When it comes to relationships, in a way all I see is more responsibilities and more time that I do not have. When I was younger I longed for my own space and as I got older relationships felt like more work and suffocating. I see the benefits being in a relationship can bring but I also see all the work and time it requires, which seems suffocating. I love the freedom being single brings. I love it so much that I can live happily this way forever. Deep down do I think I can open up to someone and be vulnerable? I think I can but I do not care for that type of intimacy. Because this isnt something that makes me feel down, I simply accept that remaining single is fine (if it starts making me feel down or I desire a relationship then I think that will be a time for me to really start working through what is stopping me but for now I do not regret being single all my life so far and feel no void).
In regards to avoiding criticism and pain, I don't how much of this is true for me anymore.
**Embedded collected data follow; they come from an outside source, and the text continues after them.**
//! Best-effort numeric coercion of raw tabular fields.
//!
//! Every parser here is total: a field that is absent, empty, non-numeric or
//! non-finite comes back as `None` (or the caller's fallback) and never aborts
//! the row.

pub fn parse_number(raw: Option<&str>) -> Option<f64> {
    let trimmed = raw?.trim();
    if trimmed.is_empty() {
        return None;
    }
    let value = trimmed.parse::<f64>().ok()?;
    value.is_finite().then_some(value)
}

pub fn parse_number_or(raw: Option<&str>, fallback: f64) -> f64 {
    parse_number(raw).unwrap_or(fallback)
}

/// Integer fields (floors, years) accept decimal text such as `"12.0"` and
/// truncate toward zero.
pub fn parse_integer(raw: Option<&str>) -> Option<i64> {
    let value = parse_number(raw)?.trunc();
    if value < i64::MIN as f64 || value > i64::MAX as f64 {
        return None;
    }
    Some(value as i64)
}

pub fn parse_integer_or(raw: Option<&str>, fallback: i64) -> i64 {
    parse_integer(raw).unwrap_or(fallback)
}

/// Rounds half away from zero to `digits` decimal places.
pub(crate) fn round_to(value: f64, digits: i32) -> f64 {
    let factor = 10f64.powi(digits);
    (value * factor).round() / factor
}
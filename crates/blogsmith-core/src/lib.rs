//! Blogsmith Core Library
//!
//! Configuration, front-matter parsing, glob patterns and schema validation
//! shared by the content store and the CLI.

pub mod config;
pub mod error;
pub mod frontmatter;
pub mod glob;
pub mod schema;

pub use config::{Adapter, CollectionConfig, Config, LoaderConfig, Plugin};
pub use error::{CoreError, IssueKind, Result, ValidationIssue};
pub use frontmatter::parse_frontmatter;
pub use glob::GlobPattern;
pub use schema::{FieldSpec, FieldType, Schema, UnknownKeys};
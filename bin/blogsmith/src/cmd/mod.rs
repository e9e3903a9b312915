//! Command implementations.

pub mod check;
pub mod info;
pub mod new;
pub mod sync;
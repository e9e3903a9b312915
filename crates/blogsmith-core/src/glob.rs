//! Glob patterns for content discovery.
//!
//! Matching is done by `wax`: `*` and `?` stay inside one path segment, `**`
//! spans zero or more segments and `{md,markdown}` is alternation.
//!
//! Patterns are always relative to a loader base directory. Absolute patterns
//! and `..` segments are rejected so a match can never leave the base.

use std::{
    fmt,
    path::{Component, Path},
};

use wax::{Glob, Pattern};

use crate::error::{CoreError, Result};

/// A compiled glob pattern.
#[derive(Clone)]
pub struct GlobPattern {
    source: String,
    glob: Glob<'static>,
}

impl fmt::Debug for GlobPattern {
    fn fmt(&self, f: &mut fmt::Formatter<'_>) -> fmt::Result {
        f.debug_tuple("GlobPattern").field(&self.source).finish()
    }
}

impl fmt::Display for GlobPattern {
    fn fmt(&self, f: &mut fmt::Formatter<'_>) -> fmt::Result {
        f.write_str(&self.source)
    }
}

impl GlobPattern {
    /// Compile a pattern such as `**/*.md`.
    pub fn new(pattern: &str) -> Result<Self> {
        let trimmed = pattern.trim();
        if trimmed.is_empty() {
            return Err(CoreError::glob(pattern, "pattern is empty"));
        }
        if trimmed.starts_with(['/', '\\']) || Path::new(trimmed).has_root() {
            return Err(CoreError::glob(pattern, "pattern must be relative"));
        }
        if trimmed.split(['/', '\\']).any(|part| part == "..") {
            return Err(CoreError::glob(pattern, "'..' would leave the base directory"));
        }

        let glob = Glob::new(trimmed)
            .map_err(|e| CoreError::glob(pattern, e.to_string()))?
            .into_owned();

        Ok(Self {
            source: trimmed.to_string(),
            glob,
        })
    }

    /// The pattern as written.
    pub fn as_str(&self) -> &str {
        &self.source
    }

    /// Test a path relative to the base directory.
    pub fn is_match(&self, relative: &Path) -> bool {
        let mut names = Vec::new();
        for component in relative.components() {
            match component {
                Component::Normal(os) => match os.to_str() {
                    Some(s) => names.push(s),
                    None => return false,
                },
                Component::CurDir => {}
                // Anything escaping or anchoring the path never matches.
                _ => return false,
            }
        }

        self.glob.is_match(names.join("/").as_str())
    }
}

impl PartialEq for GlobPattern {
    fn eq(&self, other: &Self) -> bool {
        self.source == other.source
    }
}

impl Eq for GlobPattern {}
//! Error types for the blogsmith core library.

use std::{fmt, path::PathBuf};

use thiserror::Error;

/// Result type alias using `CoreError`.
pub type Result<T> = std::result::Result<T, CoreError>;

/// Core error types for blogsmith.
#[derive(Error, Debug)]
pub enum CoreError {
    /// Configuration loading or parsing error.
    #[error("Configuration error: {message}")]
    Config {
        message: String,
        #[source]
        source: Option<Box<dyn std::error::Error + Send + Sync>>,
    },

    /// Frontmatter parsing error.
    #[error("Frontmatter error in {path}: {message}")]
    Frontmatter { path: PathBuf, message: String },

    /// Invalid glob pattern.
    #[error("Invalid glob pattern '{pattern}': {message}")]
    Glob { pattern: String, message: String },

    /// Invalid schema definition.
    #[error("Schema error: {0}")]
    Schema(String),

    /// A document failed schema validation.
    #[error("Validation error in {collection} entry {path}: {}", join_issues(.issues))]
    Validation {
        collection: String,
        path: PathBuf,
        issues: Vec<ValidationIssue>,
    },

    /// File system I/O error.
    #[error("IO error: {0}")]
    Io(#[from] std::io::Error),

    /// TOML parsing error.
    #[error("TOML parse error: {0}")]
    Toml(#[from] toml::de::Error),

    /// JSON serialization error.
    #[error("JSON error: {0}")]
    Json(#[from] serde_json::Error),

    /// Generic configuration crate error.
    #[error("Config crate error: {0}")]
    ConfigCrate(#[from] config::ConfigError),
}

/// A single schema violation inside a document.
#[derive(Debug, Clone, PartialEq, Eq)]
pub struct ValidationIssue {
    /// Field path, e.g. `title` or `authors[1]`.
    pub field: String,
    pub kind: IssueKind,
}

/// What went wrong with a field.
#[derive(Debug, Clone, PartialEq, Eq)]
pub enum IssueKind {
    /// Required field is absent.
    Missing { expected: String },
    /// Field is present with the wrong type.
    InvalidType { expected: String, received: String },
    /// Field is a string that is not a valid date.
    InvalidDate { value: String },
    /// Key not declared by a strict schema.
    UnknownKey,
}

impl ValidationIssue {
    pub fn missing(field: impl Into<String>, expected: impl Into<String>) -> Self {
        Self {
            field: field.into(),
            kind: IssueKind::Missing {
                expected: expected.into(),
            },
        }
    }

    pub fn invalid_type(
        field: impl Into<String>,
        expected: impl Into<String>,
        received: impl Into<String>,
    ) -> Self {
        Self {
            field: field.into(),
            kind: IssueKind::InvalidType {
                expected: expected.into(),
                received: received.into(),
            },
        }
    }

    pub fn invalid_date(field: impl Into<String>, value: impl Into<String>) -> Self {
        Self {
            field: field.into(),
            kind: IssueKind::InvalidDate {
                value: value.into(),
            },
        }
    }

    pub fn unknown_key(field: impl Into<String>) -> Self {
        Self {
            field: field.into(),
            kind: IssueKind::UnknownKey,
        }
    }
}

impl fmt::Display for ValidationIssue {
    fn fmt(&self, f: &mut fmt::Formatter<'_>) -> fmt::Result {
        match &self.kind {
            IssueKind::Missing { expected } => {
                write!(f, "{}: required {expected} is missing", self.field)
            }
            IssueKind::InvalidType { expected, received } => {
                write!(f, "{}: expected {expected}, received {received}", self.field)
            }
            IssueKind::InvalidDate { value } => {
                write!(f, "{}: '{value}' is not a valid date", self.field)
            }
            IssueKind::UnknownKey => write!(f, "{}: unrecognized key", self.field),
        }
    }
}

fn join_issues(issues: &[ValidationIssue]) -> String {
    issues
        .iter()
        .map(ToString::to_string)
        .collect::<Vec<_>>()
        .join("; ")
}

impl CoreError {
    /// Create a new configuration error with a message.
    pub fn config(message: impl Into<String>) -> Self {
        Self::Config {
            message: message.into(),
            source: None,
        }
    }

    /// Create a new configuration error with source.
    pub fn config_with_source(
        message: impl Into<String>,
        source: impl std::error::Error + Send + Sync + 'static,
    ) -> Self {
        Self::Config {
            message: message.into(),
            source: Some(Box::new(source)),
        }
    }

    /// Create a new frontmatter error.
    pub fn frontmatter(path: impl Into<PathBuf>, message: impl Into<String>) -> Self {
        Self::Frontmatter {
            path: path.into(),
            message: message.into(),
        }
    }

    /// Create a new glob pattern error.
    pub fn glob(pattern: impl Into<String>, message: impl Into<String>) -> Self {
        Self::Glob {
            pattern: pattern.into(),
            message: message.into(),
        }
    }

    /// Create a new schema definition error.
    pub fn schema(message: impl Into<String>) -> Self {
        Self::Schema(message.into())
    }

    /// Create a validation error for a document.
    pub fn validation(
        collection: impl Into<String>,
        path: impl Into<PathBuf>,
        issues: Vec<ValidationIssue>,
    ) -> Self {
        Self::Validation {
            collection: collection.into(),
            path: path.into(),
            issues,
        }
    }
}

#[cfg(test)]
mod tests {
    use super::*;

    #[test]
    fn test_config_error() {
        let err = CoreError::config("missing field");
        assert!(err.to_string().contains("Configuration error"));
        assert!(err.to_string().contains("missing field"));
    }

    #[test]
    fn test_frontmatter_error() {
        let err = CoreError::frontmatter("src/content/post/hello.md", "bad yaml");
        assert!(err.to_string().contains("Frontmatter error"));
        assert!(err.to_string().contains("hello.md"));
    }

    #[test]
    fn test_validation_error_names_document_and_fields() {
        let err = CoreError::validation(
            "blog",
            "hello.md",
            vec![
                ValidationIssue::missing("title", "string"),
                ValidationIssue::invalid_type("draft", "boolean", "string"),
            ],
        );
        let msg = err.to_string();
        assert!(msg.contains("blog entry hello.md"));
        assert!(msg.contains("title: required string is missing"));
        assert!(msg.contains("draft: expected boolean, received string"));
    }

    #[test]
    fn test_io_error_conversion() {
        let io_err = std::io::Error::new(std::io::ErrorKind::NotFound, "file not found");
        let err: CoreError = io_err.into();
        assert!(err.to_string().contains("IO error"));
    }
}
I like your input and that is exactly where I was a few years ago where I became distant with family but for the past two years I have gently let go of anger, sadness over the differences I feel with my family and learned to accept them for who they are and work on what we have in common (light conversation, bellyful of laughter's when gathered together reminiscing of younger years, our shared love of food and music). I released those emotions. I now welcome constructive feedback and brave criticism that isnt gently provided. I welcome emotional vulnerability (always have in a way). But I haven't looked at the little girl holding so much emotions all alone, I haven't reflected back on her and considered how my anxiety started then. its hard to go back because as a kid I didn't analyse things deeply and so trying to think of whether I was anxious or not is hard because I never experienced real anxiety until my late teens. Prior to that I was operating “fine” in the sense that I did not have a breakdown. Yes, I was alone in my feelings, yes I escaped in my own world via fictional characters that I drew but I didnt actually have a breakdown which is why I was existing quite well. I didnt suffer any depression during my early years but nevertheless I obviously have anxiety that is likely connected to my early years of feeling alone in my feelings.
Its crazy that after 4 years of studying psychology, I never looked within. I thought I was okay and that a few anxious thoughts here and there were okay.
Anita, you've been profoundly helpful. I dont want to take up anymore of your time. Thank you for giving me a lot to think about!